I've grown increasingly sad over the past few weeks, because so many of the blogs I read are shutting down. I know that real life takes prescidence over Internet Life, but the selfish part of me wants to keep reading these fantastic writers, wants to learn more about their lives, read their stories, and be able to tell Dan, oh, this person is doing this now.
Also, this weekend Dan did something that I am at once extremely proud of and at the same time a little apprehensive about. He got contacts for the first time ever. It was something he wanted to do for a long time, but started to think more about it recently and decided he wanted to go through with it before the wedding because he wants to be glasses-free for wedding photos. He has a lifelong squeamishness toward eyeball touching which kept him from getting contacts in the past, but I guess his desire for change overcame his eyeball touching phobia.
We went to the Chain Glasses Store in the racetrack mall on Sunday and he had his eye exam, picked out his new frames (he's still going to be wearing glasses sometimes), and then got a long and frequently-interrupted lesson about how to insert contacts. His frustration was palpable after a while, because he was trying really hard and his eye just wouldn't cooperate, but he got the first one in eventually and then got the second one in right away. I tried to coach him but I've never worn corrective lenses of any kind so I couldn't give much in the way of guidance. I do wonder whether women who wear makeup have an easier time of learning the whole inserting-contacts process because we are less likely to cringe when things come at our eyeballs (you can't really cringe if you want your eyeliner/mascara to go on right). Men don't wear makeup, though (at least Dan doesn't) and I wonder whether his apprehension about eye touching stems in part from never getting used to it with the mascara wand (he does the open-mouth thing that most women do when putting on mascara when he's trying to put in a contact; I wonder why we all do that?)
On the one hand, I think it's fabulous, because it will free him up to do things like run outside in the cold without having to worry about fogged glasses or being unable to see anything, take photos without having to navigate his glasses around the viewfinder, etc. And he can buy cheap sunglasses now. On the other hand, the only time I have ever seen him without glasses has been in the shower or in bed, times of intimacy even if all we're doing is sleeping. Dan's face-without-glasses is something that only I've gotten to see in years, something that a part of me feels is a special thing just for me, but when we left the glasses place on Sunday everybody in the mall got to see it.

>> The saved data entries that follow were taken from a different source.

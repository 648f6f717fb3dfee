use log::{error, info, warn};
use std::net::SocketAddr;

use rusty_chat::config::ServerConfig;
use rusty_chat::routes::routes;
use rusty_chat::storage::Storage;
use rusty_chat::AppState;

#[tokio::main]
async fn main() {
    // Initialize env
    let dotenv_result = dotenvy::dotenv();

    // Initialize logging
    env_logger::init();

    match dotenv_result {
        Ok(path) => info!("Environment variables loaded from {}", path.display()),
        Err(e) => warn!("No .env file loaded: {}", e),
    }

    let config = match ServerConfig::from_env() {
        Ok(config) => config,
        Err(e) => {
            error!("Invalid configuration: {}", e);
            std::process::exit(1);
        }
    };

    info!(
        "Configuration: host={}, port={}, rate limit {} req / {}s",
        config.host,
        config.port,
        config.rate_limit.max_requests,
        config.rate_limit.window.as_secs()
    );

    let storage = match Storage::from_url(&config.database_url) {
        Ok(storage) => storage,
        Err(e) => {
            error!("Failed to initialize storage: {}", e);
            std::process::exit(1);
        }
    };

    // Build the server address
    let addr: SocketAddr = match format!("{}:{}", config.host, config.port).parse() {
        Ok(addr) => addr,
        Err(e) => {
            error!("Failed to parse server address: {}", e);
            std::process::exit(1);
        }
    };

    let state = AppState::new(config, storage);
    state.start_background_tasks();

    info!("Starting Rusty Chat server on {}", addr);
    warp::serve(routes(state)).run(addr).await;
}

Also, I really like the way he looks in glasses (not that I don't like the way he looks without) and I find glasses to be a really attractive thing, something to help distinguish a face from other faces.
As we drove home, he marveled at how free he felt, seeing the world in sharp clarity with nothing sitting on his face, driving for the first time in his life without glasses. He was grinning from ear to ear, heady with the pleasure of unencumberance. I know it's a good thing and something he's really happy about, something he's been thinking about for a long time. But a small part of me will miss being the only one who gets to see him with nothing on his face, and miss the frames around his eyes on the days he'll spend in contacts. I'm sure I'll get over it eventually.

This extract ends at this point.